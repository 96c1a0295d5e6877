use std::fmt;

use sha2::{Digest, Sha256};

use crate::error::MigrationResult;

/// Anything that can run a batch of semicolon-separated SQL statements.
pub trait SqlExecutor {
    fn batch_execute(&mut self, sql: &str) -> MigrationResult<()>;
}

/// The table or column a migration brings into existence.
///
/// The runner checks for it before applying: if it is already there the
/// migration is recorded as adopted and its reverse step is never run.
#[derive(Debug, Clone, Copy, PartialEq, Eq)]
pub enum SchemaObject {
    Table(&'static str),
    Column { table: &'static str, column: &'static str },
}

impl fmt::Display for SchemaObject {
    fn fmt(&self, f: &mut fmt::Formatter<'_>) -> fmt::Result {
        match self {
            Self::Table(table) => f.write_str(table),
            Self::Column { table, column } => write!(f, "{table}.{column}"),
        }
    }
}

/// A versioned schema change with a forward and a reverse operation.
///
/// Implementors only describe the SQL; `up` and `down` execute it and log
/// the outcome.
pub trait Migration: Send + Sync {
    fn version(&self) -> i64;

    fn name(&self) -> &'static str;

    fn up_sql(&self) -> &'static str;

    fn down_sql(&self) -> &'static str;

    fn creates(&self) -> SchemaObject;

    fn up(&self, db: &mut dyn SqlExecutor) -> MigrationResult<()> {
        match db.batch_execute(self.up_sql()) {
            Ok(()) => {
                tracing::info!(version = self.version(), name = self.name(), "applied migration");
                Ok(())
            }
            Err(e) => {
                tracing::error!(version = self.version(), name = self.name(), error = %e, "migration failed");
                Err(e)
            }
        }
    }

    fn down(&self, db: &mut dyn SqlExecutor) -> MigrationResult<()> {
        match db.batch_execute(self.down_sql()) {
            Ok(()) => {
                tracing::info!(version = self.version(), name = self.name(), "reverted migration");
                Ok(())
            }
            Err(e) => {
                tracing::error!(version = self.version(), name = self.name(), error = %e, "rollback failed");
                Err(e)
            }
        }
    }

    /// SHA-256 over both directions, hex encoded.
    fn checksum(&self) -> String {
        checksum(self.up_sql(), self.down_sql())
    }
}

pub fn checksum(up_sql: &str, down_sql: &str) -> String {
    let mut hasher = Sha256::new();
    hasher.update(up_sql.as_bytes());
    // Separator so moving text between the two halves changes the digest.
    hasher.update([0u8]);
    hasher.update(down_sql.as_bytes());
    hex::encode(hasher.finalize())
}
________
PROBLEM TO WORK ON
In the entries above, find each line with "checksum" and list it.

TASK RESULT
    fn checksum(&self) -> String {
        checksum(self.up_sql(), self.down_sql())
pub fn checksum(up_sql: &str, down_sql: &str) -> String {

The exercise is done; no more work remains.